Elfeed, cURL, and You

This morning I pushed out an important update to Elfeed, my web feed reader for Emacs. The update should be available in MELPA by the time you read this. Elfeed now has support for fetching feeds using a cURL through a curl inferior process. You’ll need the program in your PATH or configured through elfeed-curl-program-name.

I’ve been using it for a couple of days now, but, while I work out the remaining kinks, it’s disabled by default. So in addition to having cURL installed, you’ll need to set elfeed-use-curl to non-nil. Sometime soon it will be enabled by default whenever cURL is available. The original url-retrieve fetcher will remain in place for time time being. However, cURL may become a requirement someday.

Fetching with a curl inferior process has some huge advantages.

It’s much faster

The most obvious change is that you should experience a huge speedup on updates and better responsiveness during updates after the first cURL run. There are important two reasons:

Asynchronous DNS and TCP: Emacs 24 and earlier performs DNS queries synchronously even for asynchronous network processes. This is being fixed on some platforms (including Linux) in Emacs 25, but now we don’t have to wait.

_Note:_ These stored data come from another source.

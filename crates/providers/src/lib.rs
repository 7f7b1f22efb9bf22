//! LLM Provider implementations for FitCoach.
//!
//! All providers implement the `fitcoach_core::Provider` trait. Every
//! supported backend speaks the OpenAI chat-completions protocol, so one
//! implementation covers Groq, OpenAI, OpenRouter, and Ollama.

pub mod factory;
pub mod openai_compat;

pub use factory::{build_provider, default_base_url};
pub use openai_compat::OpenAiCompatProvider;
//! Tool implementations for FitCoach.
//!
//! The coach exposes a single tool to the model, `fitness_knowledge`,
//! backed by the knowledge base. The registry stays open for more.

pub mod knowledge_search;

pub use knowledge_search::{FITNESS_KNOWLEDGE, KnowledgeSearchTool};

use fitcoach_config::Locale;
use fitcoach_core::tool::ToolRegistry;
use fitcoach_knowledge::Retriever;
use std::sync::Arc;

/// Build the coach's tool registry.
///
/// Without a retriever (no knowledge available) the registry is empty and
/// the model answers from its own knowledge.
pub fn coach_registry(
    retriever: Option<Arc<dyn Retriever>>,
    top_k: usize,
    locale: &'static Locale,
) -> ToolRegistry {
    let mut registry = ToolRegistry::new();
    if let Some(retriever) = retriever {
        registry.register(Box::new(
            KnowledgeSearchTool::new(retriever, locale).with_top_k(top_k),
        ));
    }
    registry
}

On Windows it’s even worse: the TCP connection is also established synchronously. This is especially bad when fetching relatively small items such as feeds, because the DNS look-up and TCP handshake dominate the overall fetch time. It essentially makes the whole process synchronous.

Conditional GET: HTTP has two mechanism to avoid transmitting information that a client has previously fetched. One is the Last-Modified header delivered by the server with the content. When querying again later, the client echos the date back like a token in the If-Modified-Since header.

The second is the “entity tag,” an arbitrary server-selected token associated with each version of the content. The server delivers it along with the content in the ETag header, and the client hands it back later in the If-None-Match header, sort of like a cookie.

This is highly valuable for feeds because, unless the feed is particularly active, most of the time the feed hasn’t been updated since the last query. This avoids sending anything other hand a handful of headers each way. In Elfeed’s case, it means it doesn’t have to parse the same XML over and over again.

Both of these being outside of cURL’s scope, Elfeed has to manage conditional GET itself. I had no control over the HTTP headers until now, so I couldn’t take advantage of it. Emacs’ url-retrieve function allows for sending custom headers through dynamically binding url-request-extra-headers, but this isn’t available when calling url-queue-retrieve since the request itself is created asynchronously.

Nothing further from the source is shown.